Before we can even begin to look at food photography, we must first look at still life paintings, since arguably, the food photography genre, however uninspiringly commercial it may have seemed at points in the 20th century, has undoubtedly developed from this art historical tradition. Even now, contemporary food photographers refer back to still life paintings as an acknowledgement of their roots. “It is this aesthetic tradition, nourished by Flemish and Spanish artists, which has been passed down to us in today’s glamorous cookery books” (Plimmer, C. 1988 p8). First we will examine the origins of still life painting, assess the importance of these beginnings, and explain how and why food was first used as a subject in art. As we will see, there are many key aspects of interest that painters have used that have later been taken up by food photography.

Still life paintings of the 17th century seemed to draw attention to food as having a ‘natural beauty’, which “was celebrated most brilliantly of all, of course, by the still life painters of the c16th and c17th centuries.” (Plimmer,C. 1988, p8). While the genre of still life in painting can be traced back to the 16th century, it wasn’t until the 17th century that it became well known in Europe. These paintings were privately commissioned in which “inspiration was provided by inanimate nature in all its shapes, volumes, materials, colours and reactions to light.” (Malaguzzi, S. 2008, p53). This is significant because the commissioners had more creative control over the paintings than the painters themselves. The painters were required for their skill, which was assessed by their aesthetic choices and their meticulous arrangement of objects, their ability to portray the subject and whether the painting expressed an allegorical message. Food was often used as subject matter, as it allowed painters to meet all of these criteria. A notable example is Michelangelo Merisi de Caravaggio, in Italy in the early 17th century, who preferred creating compositions containing realistic depictions of fruit.
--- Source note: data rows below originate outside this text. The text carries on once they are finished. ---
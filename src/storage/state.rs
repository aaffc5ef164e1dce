//! Ledger state management with persistence.
//!
//! The whole ledger is persisted as one snapshot: parameters, the
//! Stability Pool, the position book with its redistribution ledger,
//! the liquidation engine, recent events and a metadata record. Every
//! part is written in a single batch and the metadata carries hashes of
//! both ledgers, so a load can tell a torn or tampered snapshot from a
//! good one.

use serde::{Deserialize, Serialize};

use crate::core::config::ProtocolParams;
use crate::core::position::PositionManager;
use crate::error::{Error, Result};
use crate::liquidation::engine::LiquidationEngine;
use crate::liquidation::stability_pool::StabilityPool;
use crate::protocol::events::EventLog;
use crate::storage::backend::{encode, make_key, prefixes, StorageBackend, TypedStore};
use crate::utils::hash::Hash;

/// Snapshot layout version
pub const STATE_VERSION: u32 = 1;

const KEY_PARAMS: &[u8] = b"params";
const KEY_POOL: &[u8] = b"state";
const KEY_POSITIONS: &[u8] = b"book";
const KEY_ENGINE: &[u8] = b"engine";
const KEY_EVENTS: &[u8] = b"log";
const KEY_META: &[u8] = b"snapshot";

// ═══════════════════════════════════════════════════════════════════════════════
// METADATA
// ═══════════════════════════════════════════════════════════════════════════════

/// Metadata written alongside every snapshot
#[derive(Debug, Clone, PartialEq, Eq, Serialize, Deserialize)]
pub struct LedgerMeta {
    /// Snapshot layout version
    pub version: u32,
    /// Last block height applied
    pub block_height: u64,
    /// Last collateral price set, if any
    pub price: Option<u64>,
    /// Stability pool state hash
    pub pool_hash: Hash,
    /// Redistribution ledger state hash
    pub ledger_hash: Hash,
    /// Events ever recorded
    pub events_recorded: u64,
}

impl LedgerMeta {
    /// Metadata describing a ledger view
    pub fn describe(snapshot: &SnapshotRef<'_>) -> Result<Self> {
        Ok(Self {
            version: STATE_VERSION,
            block_height: snapshot.block_height,
            price: snapshot.price,
            pool_hash: snapshot.pool.state_hash()?,
            ledger_hash: snapshot.positions.ledger().state_hash()?,
            events_recorded: snapshot.events.total_recorded(),
        })
    }
}

// ═══════════════════════════════════════════════════════════════════════════════
// SNAPSHOT
// ═══════════════════════════════════════════════════════════════════════════════

/// Complete ledger snapshot
#[derive(Debug, Clone)]
pub struct LedgerSnapshot {
    /// Protocol parameters
    pub params: ProtocolParams,
    /// Stability pool
    pub pool: StabilityPool,
    /// Position book and redistribution ledger
    pub positions: PositionManager,
    /// Liquidation engine
    pub engine: LiquidationEngine,
    /// Retained events
    pub events: EventLog,
    /// Snapshot metadata
    pub meta: LedgerMeta,
}

/// Borrowed view of the ledger for saving without cloning
#[derive(Debug, Clone, Copy)]
pub struct SnapshotRef<'a> {
    /// Protocol parameters
    pub params: &'a ProtocolParams,
    /// Stability pool
    pub pool: &'a StabilityPool,
    /// Position book and redistribution ledger
    pub positions: &'a PositionManager,
    /// Liquidation engine
    pub engine: &'a LiquidationEngine,
    /// Retained events
    pub events: &'a EventLog,
    /// Last block height applied
    pub block_height: u64,
    /// Last collateral price set, if any
    pub price: Option<u64>,
}

// ═══════════════════════════════════════════════════════════════════════════════
// STATE MANAGER
// ═══════════════════════════════════════════════════════════════════════════════

/// High-level persistence of the ledger
pub struct StateManager<B: StorageBackend> {
    store: TypedStore<B>,
}

impl<B: StorageBackend> StateManager<B> {
    /// Create a new state manager
    pub fn new(backend: B) -> Self {
        Self {
            store: TypedStore::new(backend),
        }
    }

    /// Whether a snapshot has been saved
    pub fn has_state(&self) -> Result<bool> {
        self.store.exists(&make_key(prefixes::META, KEY_META))
    }

    // ═══════════════════════════════════════════════════════════════════════════
    // SNAPSHOT OPERATIONS
    // ═══════════════════════════════════════════════════════════════════════════

    /// Write every part of the ledger in one batch and flush
    pub fn save_snapshot(&self, snapshot: SnapshotRef<'_>) -> Result<LedgerMeta> {
        let meta = LedgerMeta::describe(&snapshot)?;

        let batch = vec![
            (make_key(prefixes::PARAMS, KEY_PARAMS), encode(snapshot.params)?),
            (make_key(prefixes::POOL, KEY_POOL), encode(snapshot.pool)?),
            (make_key(prefixes::POSITIONS, KEY_POSITIONS), encode(snapshot.positions)?),
            (make_key(prefixes::ENGINE, KEY_ENGINE), encode(snapshot.engine)?),
            (make_key(prefixes::EVENTS, KEY_EVENTS), encode(snapshot.events)?),
            (make_key(prefixes::META, KEY_META), encode(&meta)?),
        ];
        self.store.set_batch(&batch)?;
        self.store.flush()?;

        tracing::info!(
            block_height = meta.block_height,
            pool_hash = %meta.pool_hash,
            ledger_hash = %meta.ledger_hash,
            "ledger snapshot saved"
        );
        Ok(meta)
    }

    /// Load the saved snapshot, if any
    ///
    /// Fails when a part is missing, the layout version is unknown or a
    /// ledger no longer matches the hash recorded with it.
    pub fn load_snapshot(&self) -> Result<Option<LedgerSnapshot>> {
        let meta: LedgerMeta = match self.store.get(&make_key(prefixes::META, KEY_META))? {
            Some(meta) => meta,
            None => return Ok(None),
        };
        if meta.version != STATE_VERSION {
            return Err(Error::Storage(format!(
                "unsupported snapshot version {} (expected {})",
                meta.version, STATE_VERSION
            )));
        }

        let snapshot = LedgerSnapshot {
            params: self.require(prefixes::PARAMS, KEY_PARAMS)?,
            pool: self.require(prefixes::POOL, KEY_POOL)?,
            positions: self.require(prefixes::POSITIONS, KEY_POSITIONS)?,
            engine: self.require(prefixes::ENGINE, KEY_ENGINE)?,
            events: self.require(prefixes::EVENTS, KEY_EVENTS)?,
            meta,
        };
        Self::verify(&snapshot)?;

        tracing::debug!(block_height = snapshot.meta.block_height, "ledger snapshot loaded");
        Ok(Some(snapshot))
    }

    /// Load only the metadata record
    pub fn load_meta(&self) -> Result<Option<LedgerMeta>> {
        self.store.get(&make_key(prefixes::META, KEY_META))
    }

    /// Load only the protocol parameters
    pub fn load_params(&self) -> Result<Option<ProtocolParams>> {
        self.store.get(&make_key(prefixes::PARAMS, KEY_PARAMS))
    }

    fn require<T: serde::de::DeserializeOwned>(&self, prefix: &[u8], key: &[u8]) -> Result<T> {
        let full = make_key(prefix, key);
        self.store
            .get(&full)?
            .ok_or_else(|| Error::StateNotFound(String::from_utf8_lossy(&full).into_owned()))
    }

    fn verify(snapshot: &LedgerSnapshot) -> Result<()> {
        let pool_hash = snapshot.pool.state_hash()?;
        if pool_hash != snapshot.meta.pool_hash {
            return Err(Error::Storage(format!(
                "stability pool hash mismatch: stored {}, computed {}",
                snapshot.meta.pool_hash, pool_hash
            )));
        }
        let ledger_hash = snapshot.positions.ledger().state_hash()?;
        if ledger_hash != snapshot.meta.ledger_hash {
            return Err(Error::Storage(format!(
                "redistribution ledger hash mismatch: stored {}, computed {}",
                snapshot.meta.ledger_hash, ledger_hash
            )));
        }
        Ok(())
    }

    // ═══════════════════════════════════════════════════════════════════════════
    // UTILITY METHODS
    // ═══════════════════════════════════════════════════════════════════════════

    /// Flush all pending writes
    pub fn flush(&self) -> Result<()> {
        self.store.flush()
    }

    /// Clear all data
    pub fn clear(&self) -> Result<()> {
        self.store.clear()?;
        self.store.flush()
    }

    /// Get the underlying backend
    pub fn backend(&self) -> &B {
        self.store.backend()
    }
}

// ═══════════════════════════════════════════════════════════════════════════════
// TESTS
// ═══════════════════════════════════════════════════════════════════════════════

#[cfg(test)]
mod tests {
    use super::*;
    use crate::core::amount::{CollateralAmount, TokenAmount};
    use crate::storage::backend::{FileStore, InMemoryStore};
    use crate::utils::constants::STABLE_BASE_UNIT;
    use crate::utils::hash::AccountId;

    struct Parts {
        params: ProtocolParams,
        pool: StabilityPool,
        positions: PositionManager,
        engine: LiquidationEngine,
        events: EventLog,
    }

    impl Parts {
        fn populated() -> Self {
            let params = ProtocolParams::default();
            let mut pool = StabilityPool::new();
            pool.deposit(AccountId::from_name("alice"), TokenAmount::from_whole(1_000), 1)
                .unwrap();
            pool.offset(TokenAmount::from_whole(250), CollateralAmount::from_whole(1))
                .unwrap();

            let mut positions = PositionManager::new(&params);
            positions
                .open(
                    AccountId::from_name("bob"),
                    CollateralAmount::from_whole(1),
                    TokenAmount::from_whole(500),
                    2_000 * STABLE_BASE_UNIT,
                    2,
                )
                .unwrap();

            Self {
                params,
                pool,
                positions,
                engine: LiquidationEngine::new(),
                events: EventLog::new(16),
            }
        }

        fn view(&self, block_height: u64) -> SnapshotRef<'_> {
            SnapshotRef {
                params: &self.params,
                pool: &self.pool,
                positions: &self.positions,
                engine: &self.engine,
                events: &self.events,
                block_height,
                price: Some(2_000 * STABLE_BASE_UNIT),
            }
        }
    }

    #[test]
    fn test_empty_store_has_no_snapshot() {
        let manager = StateManager::new(InMemoryStore::new());
        assert!(!manager.has_state().unwrap());
        assert!(manager.load_snapshot().unwrap().is_none());
    }

    #[test]
    fn test_snapshot_roundtrip() {
        let manager = StateManager::new(InMemoryStore::new());
        let parts = Parts::populated();

        let meta = manager.save_snapshot(parts.view(42)).unwrap();
        assert_eq!(meta.block_height, 42);
        assert_eq!(meta.price, Some(2_000 * STABLE_BASE_UNIT));
        assert!(manager.has_state().unwrap());

        let loaded = manager.load_snapshot().unwrap().unwrap();
        assert_eq!(loaded.meta, meta);
        assert_eq!(loaded.params, parts.params);
        assert_eq!(loaded.pool.state(), parts.pool.state());
        assert_eq!(
            loaded.pool.get_compounded_deposit(&AccountId::from_name("alice")).unwrap(),
            parts.pool.get_compounded_deposit(&AccountId::from_name("alice")).unwrap()
        );
        assert_eq!(loaded.positions.active_count(), 1);
    }

    #[test]
    fn test_missing_part_is_reported() {
        let manager = StateManager::new(InMemoryStore::new());
        let parts = Parts::populated();
        manager.save_snapshot(parts.view(1)).unwrap();

        manager
            .backend()
            .delete(&make_key(prefixes::ENGINE, KEY_ENGINE))
            .unwrap();
        assert!(matches!(
            manager.load_snapshot(),
            Err(Error::StateNotFound(_))
        ));
    }

    #[test]
    fn test_tampered_pool_is_rejected() {
        let manager = StateManager::new(InMemoryStore::new());
        let parts = Parts::populated();
        manager.save_snapshot(parts.view(1)).unwrap();

        // Swap in a pool that never saw the offset
        let mut other = StabilityPool::new();
        other
            .deposit(AccountId::from_name("alice"), TokenAmount::from_whole(1_000), 1)
            .unwrap();
        manager
            .backend()
            .set(&make_key(prefixes::POOL, KEY_POOL), &other.to_bytes().unwrap())
            .unwrap();

        assert!(matches!(manager.load_snapshot(), Err(Error::Storage(_))));
    }

    #[test]
    fn test_snapshot_survives_reopen() {
        let temp_dir = tempfile::tempdir().unwrap();
        let parts = Parts::populated();
        {
            let manager = StateManager::new(FileStore::new(temp_dir.path()).unwrap());
            manager.save_snapshot(parts.view(9)).unwrap();
        }

        let manager = StateManager::new(FileStore::new(temp_dir.path()).unwrap());
        let loaded = manager.load_snapshot().unwrap().unwrap();
        assert_eq!(loaded.meta.block_height, 9);
        assert_eq!(loaded.pool.total_deposits(), parts.pool.total_deposits());
        assert_eq!(manager.load_params().unwrap(), Some(parts.params));
    }

    #[test]
    fn test_clear_removes_snapshot() {
        let manager = StateManager::new(InMemoryStore::new());
        manager.save_snapshot(Parts::populated().view(1)).unwrap();
        manager.clear().unwrap();
        assert!(manager.load_meta().unwrap().is_none());
    }
}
Michelangelo Merisi daCaravaggio, Still Life with a Basket of Fruit, ca. 1597-98.

Paintings like these highlight the key aspects of interest in still life; realism, painterly skill, effects of light, arrangement and composition, allegory and indicators of lifestyle. As we will see in later blog posts, realism, ‘painterly’ skill and these other key aspects of interest are techniques that have carried over into food photography.